The children would be asked to talk about topics that interested them--experiences they had had, movies they had seen, or anything that would lead to genuine, lively communication and discussion. This, he thought, would improve their abilities to reason and communicate logically. He also asked the teachers to give their pupils some practice in measuring and counting things, to assure that they would have some practical experience with numbers.
The results were incredible:
At the beginning of their sixth grade year, the children in the experimental classes, who had not been taught any arithmetic, performed much better than those in the traditional classes on story problems that could be solved by common sense and a general understanding of numbers and measurement. Of course, at the beginning of sixth grade, those in the experimental classes performed worse on the standard school arithmetic tests, where the problems were set up in the usual school manner and could be solved simply by applying the rote-learned algorithms. But by the end of sixth grade those in the experimental classes had completely caught up on this and were still way ahead of the others on story problems.

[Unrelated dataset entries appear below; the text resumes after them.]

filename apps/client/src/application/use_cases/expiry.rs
//! Session-expiry event bus.
//!
//! Any call that comes back with the server's `TOKEN_EXPIRED` sentinel is
//! reported here. The listener registered by the application context turns
//! the event into a forced logout and a redirect to login.

use tokio::sync::broadcast;
use tracing::{debug, warn};

use crate::app_error::{AppError, AppResult};
use crate::domain::entities::session::BearerToken;

/// Default channel capacity.
pub const DEFAULT_CAPACITY: usize = 16;

/// The server rejected `token` as expired.
#[derive(Debug, Clone, PartialEq, Eq)]
pub struct SessionExpired {
    pub token: BearerToken,
}

/// Sends the user to the login entry point.
pub trait Navigator: Send + Sync {
    fn redirect_to_login(&self);
}

/// Broadcast bus for [`SessionExpired`] events, owned by the application root.
///
/// At-most-once delivery: events published while nobody listens are dropped.
#[derive(Clone)]
pub struct ExpiryBus {
    sender: broadcast::Sender<SessionExpired>,
}

impl ExpiryBus {
    pub fn new() -> Self {
        Self::with_capacity(DEFAULT_CAPACITY)
    }

    pub fn with_capacity(capacity: usize) -> Self {
        let (sender, _) = broadcast::channel(capacity.max(1));
        Self { sender }
    }

    /// Publish an event. Returns the number of listeners that received it.
    pub fn publish(&self, event: SessionExpired) -> usize {
        match self.sender.send(event) {
            Ok(receivers) => receivers,
            Err(_) => {
                warn!("Session expired but no expiry listener is registered");
                0
            }
        }
    }

    /// Report `result` of a call made with `token`, publishing an event when
    /// the server said the token expired. The result is handed back as is.
    pub fn observe<T>(&self, token: &BearerToken, result: AppResult<T>) -> AppResult<T> {
        if let Err(AppError::SessionExpired) = &result {
            debug!("Call rejected with TOKEN_EXPIRED");
            self.publish(SessionExpired {
                token: token.clone(),
            });
        }
        result
    }

    pub fn subscribe(&self) -> broadcast::Receiver<SessionExpired> {
        self.sender.subscribe()
    }

    pub fn listener_count(&self) -> usize {
        self.sender.receiver_count()
    }
}

impl Default for ExpiryBus {
    fn default() -> Self {
        Self::new()
    }
}
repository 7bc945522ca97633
pub mod session;
pub mod auth;
pub mod expiry;
pub mod property;
pub mod session;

As far as anyone knows, this is the only experimental evidence on math education that exists. And it was a proper experiment, with different classes randomly placed in different teaching strategies. We know that the experiment was not contaminated by outside tutoring, because all of the experimental classes, both the testing and control groups, were of poor children whose parents were not paying attention to their education. That was the only way he could get away with the experiment, even in the 1930's.
So basically, all available experimental evidence shows that teaching math in elementary school is worse than useless. As a good scientist, I will abandon my preconceived ideas and accept this as fact until more evidence comes in.